Der EU-Staat, in dem sich das Vermögen der Gesellschaft befindet, besteuert dieses Vermögen so, als würde es von den Anteilseignern direkt gehalten. Im Ansässigkeitsstaat des Anteilseigners der Briefkastenfirma wird der Anteilseigner so besteuert (nach nationalem Recht), als habe er das Einkommen der Gesellschaft selbst erzielt. Dadurch können faktisch erhebliche Doppelbelastungen entstehen. Wenn der Anteilseigner nicht in einem EU-Mitgliedstaat ansässig ist, kommt im Mitgliedstaat der Einkunftsquelle lokales Quellensteuerrecht zur Anwendung.

Die Informationen zu Briefkastenfirmen werden automatisch mit sämtlichen EU-Mitgliedstaaten ausgetauscht.

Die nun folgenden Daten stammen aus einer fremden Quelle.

//! Seoul bus route information client
//!
//! Every call answers with `msgHeader/headerCd` (0 ok, 4 no data, 7 key
//! rejected) and a flat `msgBody/itemList` sequence.

use async_trait::async_trait;
use domain::{Position, Provider, RouteCategory, RouteDetail, RoutePath, RouteSummary, Stop};
use reqwest::Client;
use serde::Deserialize;
use serde::de::DeserializeOwned;
use tracing::{debug, instrument};

use crate::client::RegionalBusClient;
use crate::config::BusApiConfig;
use crate::error::BusApiError;
use crate::http::{self, ResponseStatus, ResultCodes, text};

const RESULT_CODES: ResultCodes = ResultCodes {
    success: 0,
    no_data: 4,
    auth: Some(7),
};

/// Route types listed by Seoul but operated by Incheon or Gyeonggi
const FOREIGN_ROUTE_TYPES: [RouteCategory; 2] =
    [RouteCategory::Incheon, RouteCategory::GyeonggiLinked];

/// Client for the Seoul bus route service
#[derive(Debug)]
pub struct SeoulBusClient {
    client: Client,
    config: BusApiConfig,
}

impl SeoulBusClient {
    /// Create a new Seoul client
    ///
    /// # Errors
    ///
    /// Returns an error if the HTTP client cannot be initialized.
    pub fn new(config: &BusApiConfig) -> Result<Self, BusApiError> {
        Ok(Self {
            client: http::build_client(config)?,
            config: config.clone(),
        })
    }

    /// Call `operation` and return its item list (empty on "no data")
    async fn call<T: DeserializeOwned>(
        &self,
        operation: &str,
        key: &str,
        params: &[(&str, &str)],
    ) -> Result<Vec<T>, BusApiError> {
        let url = format!("{}/{operation}", self.config.seoul_base_url);
        let mut query = vec![("serviceKey", key)];
        query.extend_from_slice(params);

        let response =
            http::fetch(&self.client, &url, &query, self.config.seoul_timeout_secs).await?;
        response.ensure_success()?;

        let raw: RawSeoulResponse<T> = http::decode_xml(&response.body)?;
        raw.into_items()
    }
}

#[async_trait]
impl RegionalBusClient for SeoulBusClient {
    fn provider(&self) -> Provider {
        Provider::Seoul
    }

    #[instrument(skip(self, key))]
    async fn search_routes(&self, key: &str, query: &str) -> Result<Vec<RouteSummary>, BusApiError> {
        let items: Vec<RawSeoulRoute> = self
            .call("getBusRouteList", key, &[("strSrch", query)])
            .await?;

        let routes: Vec<RouteSummary> = items
            .into_iter()
            .filter_map(RawSeoulRoute::into_summary)
            .collect();

        debug!(count = routes.len(), "Seoul route search complete");
        Ok(routes)
    }

    #[instrument(skip(self, key, route), fields(route_id = %route.id))]
    async fn get_stops(&self, key: &str, route: &RouteSummary) -> Result<Vec<Stop>, BusApiError> {
        let items: Vec<RawSeoulStation> = self
            .call("getStaionByRoute", key, &[("busRouteId", route.id.as_str())])
            .await?;

        Ok(items.into_iter().map(RawSeoulStation::into_stop).collect())
    }

    #[instrument(skip(self, key, route), fields(route_id = %route.id))]
    async fn get_route_detail(
        &self,
        key: &str,
        route: &RouteSummary,
    ) -> Result<Option<RouteDetail>, BusApiError> {
        let items: Vec<RawSeoulRouteInfo> = self
            .call("getRouteInfo", key, &[("busRouteId", route.id.as_str())])
            .await?;

        Ok(items.into_iter().next().map(RawSeoulRouteInfo::into_detail))
    }

    #[instrument(skip(self, key, route), fields(route_id = %route.id))]
    async fn get_route_shape(&self, key: &str, route: &RouteSummary) -> Result<RoutePath, BusApiError> {
        let items: Vec<RawSeoulPoint> = self
            .call("getRoutePath", key, &[("busRouteId", route.id.as_str())])
            .await?;

        Ok(items
            .into_iter()
            .map(|p| Position::new(p.gps_x, p.gps_y))
            .collect())
    }
}

// Raw Seoul XML types for deserialization

#[derive(Debug, Deserialize)]
struct RawSeoulResponse<T> {
    #[serde(rename = "msgHeader")]
    header: Option<RawSeoulHeader>,
    #[serde(rename = "msgBody")]
    body: Option<RawSeoulBody<T>>,
}

#[derive(Debug, Deserialize)]
struct RawSeoulHeader {
    #[serde(rename = "headerCd")]
    code: String,
    #[serde(rename = "headerMsg")]
    message: Option<String>,
}

#[derive(Debug, Deserialize)]
struct RawSeoulBody<T> {
    #[serde(rename = "itemList", default = "Vec::new")]
    items: Vec<T>,
}

impl<T> RawSeoulResponse<T> {
    fn into_items(self) -> Result<Vec<T>, BusApiError> {
        let header = self
            .header
            .ok_or_else(|| BusApiError::RemoteProtocol("missing msgHeader".to_string()))?;

        match RESULT_CODES.classify(&header.code, header.message.as_deref())? {
            ResponseStatus::Success => Ok(self.body.map(|b| b.items).unwrap_or_default()),
            ResponseStatus::NoData => Ok(Vec::new()),
        }
    }
}

#[derive(Debug, Deserialize)]
struct RawSeoulRoute {
    #[serde(rename = "busRouteNm")]
    name: Option<String>,
    #[serde(rename = "busRouteId")]
    id: Option<String>,
    #[serde(rename = "stStationNm")]
    start: Option<String>,
    #[serde(rename = "edStationNm")]
    end: Option<String>,
    #[serde(rename = "routeType")]
    route_type: Option<String>,
}

impl RawSeoulRoute {
    fn into_summary(self) -> Option<RouteSummary> {
        let category = self
            .route_type
            .as_deref()
            .map_or(RouteCategory::Unclassified, RouteCategory::from_code_str);
        if FOREIGN_ROUTE_TYPES.contains(&category) {
            return None;
        }

        let name = text(self.name)?;
        let id = text(self.id)?;
        let description = format!(
            "{}~{}",
            text(self.start).unwrap_or_default(),
            text(self.end).unwrap_or_default()
        );
        Some(RouteSummary::new(name, id, description, category, Provider::Seoul))
    }
}

#[derive(Debug, Deserialize)]
struct RawSeoulStation {
    #[serde(rename = "arsId")]
    ars_id: Option<String>,
    #[serde(rename = "stationNm")]
    name: Option<String>,
    #[serde(rename = "gpsX")]
    gps_x: f64,
    #[serde(rename = "gpsY")]
    gps_y: f64,
    #[serde(rename = "transYn")]
    turnaround: Option<String>,
}

impl RawSeoulStation {
    fn into_stop(self) -> Stop {
        let is_turnaround = self.turnaround.as_deref().map(str::trim) == Some("Y");
        Stop::new(
            text(self.ars_id),
            text(self.name).unwrap_or_default(),
            Position::new(self.gps_x, self.gps_y),
            is_turnaround,
        )
    }
}

#[derive(Debug, Deserialize)]
struct RawSeoulRouteInfo {
    #[serde(rename = "routeType")]
    route_type: Option<String>,
    #[serde(rename = "busRouteNm")]
    name: Option<String>,
    #[serde(rename = "stStationNm")]
    start: Option<String>,
    #[serde(rename = "edStationNm")]
    end: Option<String>,
}

impl RawSeoulRouteInfo {
    fn into_detail(self) -> RouteDetail {
        RouteDetail::new(
            self.route_type
                .as_deref()
                .map_or(RouteCategory::Unclassified, RouteCategory::from_code_str),
            text(self.name).unwrap_or_default(),
            text(self.start).unwrap_or_default(),
            text(self.end).unwrap_or_default(),
        )
    }
}

#[derive(Debug, Deserialize)]
struct RawSeoulPoint {
    #[serde(rename = "gpsX")]
    gps_x: f64,
    #[serde(rename = "gpsY")]
    gps_y: f64,
}

#[cfg(test)]
mod tests {
    use super::*;

    const ROUTE_LIST: &str = r"<ServiceResult>
        <comMsgHeader/>
        <msgHeader><headerCd>0</headerCd><headerMsg>정상적으로 처리되었습니다.</headerMsg><itemCount>0</itemCount></msgHeader>
        <msgBody>
            <itemList><busRouteId>100100006</busRouteId><busRouteNm>6</busRouteNm><stStationNm>A</stStationNm><edStationNm>B</edStationNm><routeType>3</routeType></itemList>
            <itemList><busRouteId>200000001</busRouteId><busRouteNm>60</busRouteNm><stStationNm>C</stStationNm><edStationNm>D</edStationNm><routeType>8</routeType></itemList>
            <itemList><busRouteId>165000001</busRouteId><busRouteNm>600</busRouteNm><stStationNm>E</stStationNm><edStationNm>F</edStationNm><routeType>7</routeType></itemList>
        </msgBody>
    </ServiceResult>";

    #[test]
    fn test_route_list_filters_foreign_types() {
        let raw: RawSeoulResponse<RawSeoulRoute> = http::decode_xml(ROUTE_LIST).unwrap();
        let routes: Vec<_> = raw
            .into_items()
            .unwrap()
            .into_iter()
            .filter_map(RawSeoulRoute::into_summary)
            .collect();

        assert_eq!(routes.len(), 1);
        assert_eq!(routes[0].name, "6");
        assert_eq!(routes[0].id.as_str(), "100100006");
        assert_eq!(routes[0].description, "A~B");
        assert_eq!(routes[0].category, RouteCategory::Trunk);
        assert_eq!(routes[0].provider, Provider::Seoul);
    }

    #[test]
    fn test_no_data_header() {
        let xml = r"<ServiceResult><msgHeader><headerCd>4</headerCd><headerMsg>결과가 없습니다.</headerMsg></msgHeader><msgBody/></ServiceResult>";
        let raw: RawSeoulResponse<RawSeoulRoute> = http::decode_xml(xml).unwrap();
        assert!(raw.into_items().unwrap().is_empty());
    }

    #[test]
    fn test_auth_header() {
        let xml = r"<ServiceResult><msgHeader><headerCd>7</headerCd><headerMsg>인증실패</headerMsg></msgHeader></ServiceResult>";
        let raw: RawSeoulResponse<RawSeoulRoute> = http::decode_xml(xml).unwrap();
        let err = raw.into_items().unwrap_err();
        assert!(matches!(err, BusApiError::AuthKey(ref m) if m == "인증실패"));
    }

    #[test]
    fn test_other_header_code() {
        let xml = r"<ServiceResult><msgHeader><headerCd>8</headerCd><headerMsg>요청제한</headerMsg></msgHeader></ServiceResult>";
        let raw: RawSeoulResponse<RawSeoulRoute> = http::decode_xml(xml).unwrap();
        let err = raw.into_items().unwrap_err();
        assert!(matches!(err, BusApiError::RemoteProtocol(ref m) if m == "요청제한"));
    }

    #[test]
    fn test_station_turnaround_flag() {
        let xml = r"<ServiceResult><msgHeader><headerCd>0</headerCd></msgHeader><msgBody>
            <itemList><arsId>01001</arsId><stationNm>A</stationNm><gpsX>126.97</gpsX><gpsY>37.55</gpsY><transYn>N</transYn></itemList>
            <itemList><arsId>01002</arsId><stationNm>B</stationNm><gpsX>126.98</gpsX><gpsY>37.56</gpsY><transYn>Y</transYn></itemList>
        </msgBody></ServiceResult>";
        let raw: RawSeoulResponse<RawSeoulStation> = http::decode_xml(xml).unwrap();
        let stops: Vec<_> = raw
            .into_items()
            .unwrap()
            .into_iter()
            .map(RawSeoulStation::into_stop)
            .collect();

        assert_eq!(stops.len(), 2);
        assert_eq!(stops[0].station_code.as_deref(), Some("01001"));
        assert!(!stops[0].is_turnaround_point);
        assert!(stops[1].is_turnaround_point);
        assert!((stops[1].position.longitude() - 126.98).abs() < f64::EPSILON);
    }

    #[test]
    fn test_route_info_detail() {
        let xml = r"<ServiceResult><msgHeader><headerCd>0</headerCd></msgHeader><msgBody>
            <itemList><routeType>4</routeType><busRouteNm>0017</busRouteNm><stStationNm>청암동</stStationNm><edStationNm>용산역</edStationNm></itemList>
        </msgBody></ServiceResult>";
        let raw: RawSeoulResponse<RawSeoulRouteInfo> = http::decode_xml(xml).unwrap();
        let detail = raw
            .into_items()
            .unwrap()
            .into_iter()
            .next()
            .map(RawSeoulRouteInfo::into_detail)
            .unwrap();

        assert_eq!(detail.category, RouteCategory::Branch);
        assert_eq!(detail.name, "0017");
        assert_eq!(detail.terminals(), "청암동~용산역");
    }
}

Implikationen für Gesellschaften mit Bezug zur EU

Substanzarme Holdinggesellschaften mit Sitz in der EU oder als Gesellschafterin von EU-Tochtergesellschaften sind zu vermeiden respektive im Rahmen einer Umstrukturierung abzulösen. Da für die Prüfung der benötigten Substanz die letzten zwei Jahre berücksichtigt werden, sollte diese Umstrukturierung noch vor Inkrafttreten der neuen Richtlinie umgesetzt werden.

Für die Vermögensverwaltungsindustrie ist zu empfehlen, die Investitionen in den EU-Raum möglichst über regulierte Vehikel (wie UCITS und AIFs) zu strukturieren.

Für Immobilieninvestitionen im EU-Raum empfiehlt sich die Prüfung von lokalen Ländergesellschaften als Investmentvehikel.